Exercise details: For the entries below, report the number of lines containing "Meera", without any other content.

Exercise materials:
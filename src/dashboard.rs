//! Dashboard Panels
//!
//! The constant content around the timer: today's totals, quick actions,
//! the weekly chart, the leaderboard, friends and preference links. None of
//! it is loaded from anywhere; the same values render on every visit.

use serde::Serialize;

use crate::timer::format_minutes;

/// Panel titles, in layout order
pub const TODAY_TITLE: &str = "Today at a glance";
pub const QUICK_ACTIONS_TITLE: &str = "Quick actions";
pub const WEEK_TITLE: &str = "This week";
pub const LEADERBOARD_TITLE: &str = "Leaderboard";
pub const FRIENDS_TITLE: &str = "Friends";
pub const PREFERENCES_TITLE: &str = "Preferences";

/// Subtitle under every quick action
pub const QUICK_ACTION_HINT: &str = "Fast shortcut";
/// Caption under the weekly chart
pub const WEEK_CAPTION: &str = "Minutes per day";
/// Placeholder of the add-friend input
pub const ADD_FRIEND_PLACEHOLDER: &str = "Add friend by email";
/// Project link in the preferences panel
pub const REPOSITORY_URL: &str = "https://github.com/yourname/noxchrono";

/// Shortest bar drawn in the weekly chart, in percent
pub const MIN_BAR_PERCENT: u32 = 8;

const TODAY: [(&str, u32); 3] = [("Study", 80), ("Workout", 45), ("Reading", 30)];
const QUICK_ACTIONS: [&str; 4] = ["Add Activity", "Log Pomodoro", "Start Focus", "Add Note"];
const WEEKLY_MINUTES: [u32; 7] = [60, 40, 75, 90, 30, 50, 80];
const LEADERBOARD: [(&str, u32); 3] = [("Aarav", 320), ("Meera", 295), ("Yash", 260)];
const FRIENDS: [&str; 3] = ["Priya", "Kunal", "Riya"];
const SUGGESTIONS: [&str; 2] = ["Arjun", "Neha"];

/// Time spent on one activity today
#[derive(Debug, Clone, PartialEq, Serialize)]
pub struct ActivityTotal {
    pub activity: String,
    pub minutes: u32,
}

impl ActivityTotal {
    /// Display form, e.g. `1h 20m`
    pub fn duration_label(&self) -> String {
        format_minutes(self.minutes)
    }
}

/// One column of the weekly chart
#[derive(Debug, Clone, Copy, PartialEq, Serialize)]
pub struct WeekBar {
    /// Day index, 0 = first day shown
    pub day: usize,
    pub minutes: u32,
}

impl WeekBar {
    /// Bar height in percent, floored so empty days stay visible
    pub fn height_percent(&self) -> u32 {
        self.minutes.max(MIN_BAR_PERCENT)
    }
}

/// A leaderboard row
#[derive(Debug, Clone, PartialEq, Serialize)]
pub struct LeaderboardEntry {
    /// 1-based position
    pub rank: usize,
    pub name: String,
    pub minutes: u32,
}

impl LeaderboardEntry {
    /// `1. Aarav`
    pub fn ranked_name(&self) -> String {
        format!("{}. {}", self.rank, self.name)
    }

    /// `320 min`
    pub fn minutes_label(&self) -> String {
        format!("{} min", self.minutes)
    }
}

/// Friends panel contents
#[derive(Debug, Clone, PartialEq, Serialize)]
pub struct FriendsPanel {
    pub friends: Vec<String>,
    pub suggestions: Vec<String>,
}

impl FriendsPanel {
    /// `Suggestions: Arjun, Neha`
    pub fn suggestions_line(&self) -> String {
        format!("Suggestions: {}", self.suggestions.join(", "))
    }
}

/// Everything the dashboard shows besides the timer
#[derive(Debug, Clone, PartialEq, Serialize)]
pub struct Dashboard {
    pub today: Vec<ActivityTotal>,
    pub quick_actions: Vec<String>,
    pub week: Vec<WeekBar>,
    pub leaderboard: Vec<LeaderboardEntry>,
    pub friends: FriendsPanel,
    pub repository_url: String,
}

impl Dashboard {
    /// The built-in dashboard content
    pub fn builtin() -> Self {
        Self {
            today: TODAY
                .iter()
                .map(|(activity, minutes)| ActivityTotal {
                    activity: activity.to_string(),
                    minutes: *minutes,
                })
                .collect(),
            quick_actions: QUICK_ACTIONS.iter().map(|s| s.to_string()).collect(),
            week: WEEKLY_MINUTES
                .iter()
                .enumerate()
                .map(|(day, minutes)| WeekBar {
                    day,
                    minutes: *minutes,
                })
                .collect(),
            leaderboard: LEADERBOARD
                .iter()
                .enumerate()
                .map(|(i, (name, minutes))| LeaderboardEntry {
                    rank: i + 1,
                    name: name.to_string(),
                    minutes: *minutes,
                })
                .collect(),
            friends: FriendsPanel {
                friends: FRIENDS.iter().map(|s| s.to_string()).collect(),
                suggestions: SUGGESTIONS.iter().map(|s| s.to_string()).collect(),
            },
            repository_url: REPOSITORY_URL.to_string(),
        }
    }

    /// Total minutes across the week
    pub fn week_total(&self) -> u32 {
        self.week.iter().map(|bar| bar.minutes).sum()
    }
}

impl Default for Dashboard {
    fn default() -> Self {
        Self::builtin()
    }
}

#[cfg(test)]
mod tests {
    use super::*;

    #[test]
    fn test_today_labels() {
        let dashboard = Dashboard::builtin();
        let labels: Vec<_> = dashboard
            .today
            .iter()
            .map(|t| (t.activity.as_str(), t.duration_label()))
            .collect();

        assert_eq!(
            labels,
            vec![
                ("Study", "1h 20m".to_string()),
                ("Workout", "45m".to_string()),
                ("Reading", "30m".to_string()),
            ]
        );
    }

    #[test]
    fn test_week_bars() {
        let dashboard = Dashboard::builtin();
        assert_eq!(dashboard.week.len(), 7);
        assert_eq!(dashboard.week_total(), 425);

        let heights: Vec<_> = dashboard.week.iter().map(|b| b.height_percent()).collect();
        assert_eq!(heights, vec![60, 40, 75, 90, 30, 50, 80]);
    }

    #[test]
    fn test_bar_height_floor() {
        assert_eq!(WeekBar { day: 0, minutes: 0 }.height_percent(), 8);
        assert_eq!(WeekBar { day: 0, minutes: 7 }.height_percent(), 8);
        assert_eq!(WeekBar { day: 0, minutes: 9 }.height_percent(), 9);
    }

    #[test]
    fn test_leaderboard_ranks() {
        let dashboard = Dashboard::builtin();
        let rows: Vec<_> = dashboard
            .leaderboard
            .iter()
            .map(|e| (e.ranked_name(), e.minutes_label()))
            .collect();

        assert_eq!(rows[0], ("1. Aarav".to_string(), "320 min".to_string()));
        assert_eq!(rows[1], ("2. Meera".to_string(), "295 min".to_string()));
        assert_eq!(rows[2], ("3. Yash".to_string(), "260 min".to_string()));
    }

    #[test]
    fn test_friends_panel() {
        let dashboard = Dashboard::builtin();
        assert_eq!(dashboard.friends.friends, vec!["Priya", "Kunal", "Riya"]);
        assert_eq!(dashboard.friends.suggestions_line(), "Suggestions: Arjun, Neha");
    }

    #[test]
    fn test_quick_actions() {
        let dashboard = Dashboard::builtin();
        assert_eq!(
            dashboard.quick_actions,
            vec!["Add Activity", "Log Pomodoro", "Start Focus", "Add Note"]
        );
    }
}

Result: 2